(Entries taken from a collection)
# # # # # # #

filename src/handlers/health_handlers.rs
//! Health & readiness handlers.
//!
//! - GET /healthz  -> simple liveness ("ok")
//! - GET /readyz   -> readiness that checks the object store and the
//!   progress tracker

use crate::state::AppState;
use axum::{Json, extract::State, http::StatusCode, response::IntoResponse};
use serde::Serialize;
use std::collections::HashMap;

/// `GET /healthz`
///
/// Never performs I/O.
pub async fn healthz() -> impl IntoResponse {
    (
        StatusCode::OK,
        Json(HealthResponse {
            status: "ok".into(),
        }),
    )
}

/// `GET /readyz`
///
/// HTTP 200 when the bucket listing succeeds and the tracker task is alive,
/// HTTP 503 otherwise.
pub async fn readyz(State(state): State<AppState>) -> impl IntoResponse {
    let store_check = match state.hub.access().probe().await {
        Ok(()) => CheckStatus::ok(),
        Err(err) => CheckStatus::failed(err.to_string()),
    };
    let tracker_check = if state.hub.tracker_running() {
        CheckStatus::ok()
    } else {
        CheckStatus::failed("progress tracker stopped".to_string())
    };

    let overall_ok = store_check.ok && tracker_check.ok;
    let mut checks = HashMap::new();
    checks.insert("store", store_check);
    checks.insert("tracker", tracker_check);

    let body = ReadyResponse {
        status: if overall_ok {
            "ok".into()
        } else {
            "error".into()
        },
        checks,
    };

    let status = if overall_ok {
        StatusCode::OK
    } else {
        StatusCode::SERVICE_UNAVAILABLE
    };
    (status, Json(body))
}

#[derive(Serialize)]
struct HealthResponse {
    status: String,
}

#[derive(Serialize)]
struct ReadyResponse {
    status: String,
    checks: HashMap<&'static str, CheckStatus>,
}

#[derive(Serialize)]
struct CheckStatus {
    ok: bool,
    error: Option<String>,
}

impl CheckStatus {
    fn ok() -> Self {
        Self {
            ok: true,
            error: None,
        }
    }

    fn failed(error: String) -> Self {
        Self {
            ok: false,
            error: Some(error),
        }
    }
}
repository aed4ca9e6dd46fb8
pub mod file_handlers;
pub mod health_handlers;
pub mod object_handlers;
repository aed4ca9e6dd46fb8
//! File hub: grouped file uploads over an S3-style object store, with
//! per-file and per-group progress, zip archives and pre-signed sharing.

pub mod config;
pub mod errors;
pub mod handlers;
pub mod models;
pub mod routes;
pub mod services;
pub mod state;
pub mod store;

use anyhow::{Context, Result};
use axum::Router;
use config::{AppConfig, StoreBackend};
use services::{FileHub, HubSettings};
use state::AppState;
use std::sync::Arc;
use store::{
    ObjectStore,
    local::{LocalStore, UrlSigner},
    memory::MemoryStore,
    s3::{S3Settings, S3Store},
};
use url::Url;
use uuid::Uuid;

/// Open the local backend described by `cfg`.
pub async fn open_local_store(cfg: &AppConfig) -> Result<LocalStore> {
    let secret = match &cfg.signing_secret {
        Some(secret) => secret.clone(),
        None => {
            tracing::warn!("no signing secret configured; local links die with this process");
            format!("{}{}", Uuid::new_v4().simple(), Uuid::new_v4().simple())
        }
    };
    let public_url = Url::parse(&cfg.public_url)
        .with_context(|| format!("parsing public url `{}`", cfg.public_url))?;

    let store = LocalStore::open(
        &cfg.database_url,
        &cfg.storage_dir,
        UrlSigner::new(secret, public_url),
    )
    .await
    .context("opening local object store")?;
    Ok(store)
}

/// Connect the configured backend and start the services.
pub async fn build_state(cfg: &AppConfig) -> Result<AppState> {
    let (store, local): (Arc<dyn ObjectStore>, Option<LocalStore>) = match cfg.backend {
        StoreBackend::Local => {
            let local = open_local_store(cfg).await?;
            local.migrate().await.context("applying schema")?;
            (Arc::new(local.clone()), Some(local))
        }
        StoreBackend::S3 => {
            let settings = S3Settings {
                endpoint: cfg.s3_endpoint.clone(),
                region: cfg.s3_region.clone(),
                access_key: cfg.s3_access_key.clone(),
                secret_key: cfg.s3_secret_key.clone(),
                force_path_style: cfg.s3_endpoint.is_some(),
            };
            (Arc::new(S3Store::connect(&settings).await), None)
        }
        StoreBackend::Memory => (Arc::new(MemoryStore::new()), None),
    };

    let hub = FileHub::new(
        store,
        HubSettings {
            bucket: cfg.bucket.clone(),
            share_expiry: cfg.share_expiry,
        },
    );
    Ok(AppState::new(hub, local))
}

/// The complete HTTP application.
pub fn app(state: AppState, upload_limit: usize) -> Router {
    routes::routes::routes(upload_limit).with_state(state)
}
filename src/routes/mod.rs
#[allow(clippy::module_inception)]
pub mod routes;
mod common;

use common::{Fault, FaultyStore, read_all, task};
use file_hub::{
    errors::FileHubError,
    services::{FileHub, HubSettings, keys},
};
use std::{
    io::Cursor,
    sync::Arc,
    time::{Duration, Instant},
};
use uuid::Uuid;

fn hub() -> (FileHub, FaultyStore) {
    let store = FaultyStore::new();
    (
        FileHub::new(Arc::new(store.clone()), HubSettings::default()),
        store,
    )
}

#[tokio::test]
async fn uploaded_group_is_reported_and_no_longer_tracked() {
    let (hub, _) = hub();
    let (owner, group) = (Uuid::new_v4(), Uuid::new_v4());
    let tasks = vec![
        task(owner, group, "a.txt", b"alpha"),
        task(owner, group, "b.txt", b"bravo"),
    ];
    let (f1, f2) = (tasks[0].file_id, tasks[1].file_id);

    let uploaded = hub.upload_group(owner, group, tasks).await.unwrap();

    assert_eq!(uploaded.group_id, group);
    assert_eq!(uploaded.file_ids.len(), 2);
    assert!(uploaded.file_ids.contains(&f1));
    assert!(uploaded.file_ids.contains(&f2));
    assert!(matches!(
        hub.group_progress(owner, group).await,
        Err(FileHubError::GroupAlreadyTransferred)
    ));
    assert!(matches!(
        hub.file_progress(owner, group, f1).await,
        Err(FileHubError::GroupAlreadyTransferred)
    ));

    let details = hub.file_details(owner, group, f1).await.unwrap();
    assert_eq!(details.file_name, "a.txt");
    assert_eq!(details.content_length, 5);
    assert_eq!(details.owner_id, owner);
}

#[tokio::test]
async fn file_ids_follow_completion_order() {
    let (hub, store) = hub();
    let (owner, group) = (Uuid::new_v4(), Uuid::new_v4());
    let slow = task(owner, group, "slow.bin", b"slow");
    let fast = task(owner, group, "fast.bin", b"fast");
    let (slow_id, fast_id) = (slow.file_id, fast.file_id);
    store.inject(slow_id, Fault::DelayPut(Duration::from_millis(300)));

    let uploaded = hub
        .upload_group(owner, group, vec![slow, fast])
        .await
        .unwrap();
    assert_eq!(uploaded.file_ids, vec![fast_id, slow_id]);
}

#[tokio::test]
async fn first_failure_wins_and_siblings_are_aborted() {
    let (hub, store) = hub();
    let (owner, group) = (Uuid::new_v4(), Uuid::new_v4());
    let tasks = vec![
        task(owner, group, "a.txt", b"a"),
        task(owner, group, "b.txt", b"b"),
        task(owner, group, "c.txt", b"c"),
    ];
    store.inject(tasks[0].file_id, Fault::DelayPut(Duration::from_secs(2)));
    store.inject(tasks[1].file_id, Fault::FailPut);
    store.inject(tasks[2].file_id, Fault::DelayPut(Duration::from_secs(2)));

    let started = Instant::now();
    let err = hub.upload_group(owner, group, tasks).await.unwrap_err();

    assert!(started.elapsed() < Duration::from_secs(1));
    match err {
        FileHubError::FailedToUpload { file_name, .. } => assert_eq!(file_name, "b.txt"),
        other => panic!("unexpected error: {other:?}"),
    }

    // Aborted siblings never reach the store and the group is free again.
    tokio::time::sleep(Duration::from_millis(100)).await;
    assert!(matches!(
        hub.get_group(owner, group).await,
        Err(FileHubError::GroupNotFound { .. })
    ));
    assert!(matches!(
        hub.group_progress(owner, group).await,
        Err(FileHubError::GroupAlreadyTransferred)
    ));
    let retried = hub
        .upload_group(owner, group, vec![task(owner, group, "a.txt", b"a")])
        .await
        .unwrap();
    assert_eq!(retried.file_ids.len(), 1);
}

#[tokio::test]
async fn progress_is_visible_while_a_group_is_in_flight() {
    let (hub, store) = hub();
    let (owner, group) = (Uuid::new_v4(), Uuid::new_v4());
    let slow = task(owner, group, "slow.bin", b"slow");
    let fast = task(owner, group, "fast.bin", b"fast");
    let (slow_id, fast_id) = (slow.file_id, fast.file_id);
    store.inject(slow_id, Fault::DelayPut(Duration::from_millis(500)));

    let uploading = {
        let hub = hub.clone();
        tokio::spawn(async move { hub.upload_group(owner, group, vec![slow, fast]).await })
    };

    let deadline = Instant::now() + Duration::from_secs(2);
    loop {
        if let Ok(50) = hub.group_progress(owner, group).await {
            break;
        }
        assert!(Instant::now() < deadline, "group never reached 50%");
        tokio::time::sleep(Duration::from_millis(10)).await;
    }

    assert!(matches!(
        hub.file_progress(owner, group, fast_id).await,
        Err(FileHubError::FileAlreadyTransferred)
    ));
    assert_eq!(hub.file_progress(owner, group, slow_id).await.unwrap(), 0);
    assert!(matches!(
        hub.upload_group(owner, group, vec![task(owner, group, "x", b"x")])
            .await,
        Err(FileHubError::GroupUploadInProgress(_))
    ));

    uploading.await.unwrap().unwrap();
    assert!(matches!(
        hub.group_progress(owner, group).await,
        Err(FileHubError::GroupAlreadyTransferred)
    ));
}

#[tokio::test]
async fn unknown_group_is_not_found() {
    let (hub, _) = hub();
    let (owner, group) = (Uuid::new_v4(), Uuid::new_v4());
    assert!(matches!(
        hub.get_group(owner, group).await,
        Err(FileHubError::GroupNotFound { .. })
    ));
    assert!(matches!(
        hub.share_group(owner, group).await,
        Err(FileHubError::GroupNotFound { .. })
    ));
    assert!(hub.list_owner_files(owner).await.unwrap().is_empty());
}

#[tokio::test]
async fn a_failing_fetch_fails_the_whole_group() {
    let (hub, store) = hub();
    let (owner, group) = (Uuid::new_v4(), Uuid::new_v4());
    let tasks = vec![
        task(owner, group, "a.txt", b"a"),
        task(owner, group, "b.txt", b"b"),
    ];
    let broken = tasks[1].file_id;
    store.inject(tasks[0].file_id, Fault::DelayGet(Duration::from_secs(2)));
    hub.upload_group(owner, group, tasks).await.unwrap();
    store.inject(broken, Fault::FailGet);

    let started = Instant::now();
    let err = hub.get_group(owner, group).await.unwrap_err();
    assert!(started.elapsed() < Duration::from_secs(1));
    assert!(matches!(err, FileHubError::Store(_)));
}

#[tokio::test]
async fn shared_file_link_points_at_the_object_for_a_minute() {
    let (hub, _) = hub();
    let (owner, group) = (Uuid::new_v4(), Uuid::new_v4());
    let upload = task(owner, group, "a.txt", b"alpha");
    let file_id = upload.file_id;
    hub.upload_group(owner, group, vec![upload]).await.unwrap();

    let issued = chrono::Utc::now();
    let link = hub.share_file(owner, group, file_id).await.unwrap();

    assert_eq!(link.key, keys::object_key(owner, group, file_id));
    assert!(link.url.starts_with("http://"));
    assert!(link.url.contains(&link.key));
    let ttl = (link.expires_at - issued).num_seconds();
    assert!((58..=61).contains(&ttl), "ttl was {ttl}");

    assert!(matches!(
        hub.share_file(owner, group, Uuid::new_v4()).await,
        Err(FileHubError::FileNotFound { .. })
    ));
}

#[tokio::test]
async fn shared_group_is_archived_as_a_new_object() {
    let (hub, _) = hub();
    let (owner, group) = (Uuid::new_v4(), Uuid::new_v4());
    let tasks = vec![
        task(owner, group, "notes.txt", b"first"),
        task(owner, group, "notes.txt", b"second!"),
        task(owner, group, "photo.jpg", b"\xff\xd8"),
    ];
    hub.upload_group(owner, group, tasks).await.unwrap();

    let link = hub.share_group(owner, group).await.unwrap();
    assert!(link.key.starts_with(&format!("{owner}/")));
    assert!(!link.key.starts_with(&keys::group_prefix(owner, group)));

    let archive = hub.access().get(&link.key).await.unwrap();
    assert_eq!(archive.content_type, "application/zip");
    let bytes = read_all(archive.body).await;
    let mut zip = zip::ZipArchive::new(Cursor::new(bytes)).unwrap();
    let mut names: Vec<String> = zip.file_names().map(str::to_string).collect();
    names.sort();
    assert_eq!(names, vec!["notes (1).txt", "notes.txt", "photo.jpg"]);

    let mut sizes: Vec<u64> = (0..zip.len())
        .map(|i| zip.by_index(i).unwrap().size())
        .collect();
    sizes.sort();
    assert_eq!(sizes, vec![2, 5, 7]);

    let archived = hub.list_owner_files(owner).await.unwrap();
    assert_eq!(archived.len(), 4);
    assert!(
        archived
            .iter()
            .any(|f| f.file_name.starts_with("files") && f.file_name.ends_with(".zip"))
    );
}

#[tokio::test]
async fn deleted_file_is_gone_and_cannot_be_deleted_twice() {
    let (hub, _) = hub();
    let (owner, group) = (Uuid::new_v4(), Uuid::new_v4());
    let upload = task(owner, group, "a.txt", b"alpha");
    let file_id = upload.file_id;
    hub.upload_group(owner, group, vec![upload]).await.unwrap();

    hub.delete_file(owner, group, file_id).await.unwrap();
    assert!(matches!(
        hub.get_file(owner, group, file_id).await,
        Err(FileHubError::FileNotFound { .. })
    ));
    assert!(matches!(
        hub.delete_file(owner, group, file_id).await,
        Err(FileHubError::FailedToDelete { .. })
    ));
}

#[tokio::test]
async fn unreachable_bucket_fails_the_upload_with_the_file_name() {
    let (hub, store) = hub();
    let (owner, group) = (Uuid::new_v4(), Uuid::new_v4());
    store.break_buckets();

    let err = hub
        .upload_group(owner, group, vec![task(owner, group, "a.txt", b"alpha")])
        .await
        .unwrap_err();
    match err {
        FileHubError::FailedToUpload { file_name, .. } => assert_eq!(file_name, "a.txt"),
        other => panic!("unexpected error: {other:?}"),
    }
    assert!(matches!(
        hub.group_progress(owner, group).await,
        Err(FileHubError::GroupAlreadyTransferred)
    ));
}

#[tokio::test]
async fn file_details_are_read_without_downloading_bodies() {
    let (hub, store) = hub();
    let (owner, group) = (Uuid::new_v4(), Uuid::new_v4());
    let tasks = vec![
        task(owner, group, "a.txt", b"alpha"),
        task(owner, group, "b.txt", b"bravo!"),
    ];
    let first = tasks[0].file_id;
    hub.upload_group(owner, group, tasks).await.unwrap();

    assert_eq!(hub.list_owner_files(owner).await.unwrap().len(), 2);
    assert_eq!(hub.group_details(owner, group).await.unwrap().len(), 2);
    let details = hub.file_details(owner, group, first).await.unwrap();
    assert_eq!(details.content_length, 5);
    assert!(matches!(
        hub.file_details(owner, group, Uuid::new_v4()).await,
        Err(FileHubError::FileNotFound { .. })
    ));
    assert_eq!(store.gets(), 0);
}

# # # # # # #

| PROBLEM DESCRIPTION |
Among the lines of the data, find every one that holds "StatusCode" and copy it.

| REPLY TO THE TASK |
use axum::{Json, extract::State, http::StatusCode, response::IntoResponse};
        StatusCode::OK,
        StatusCode::OK
        StatusCode::SERVICE_UNAVAILABLE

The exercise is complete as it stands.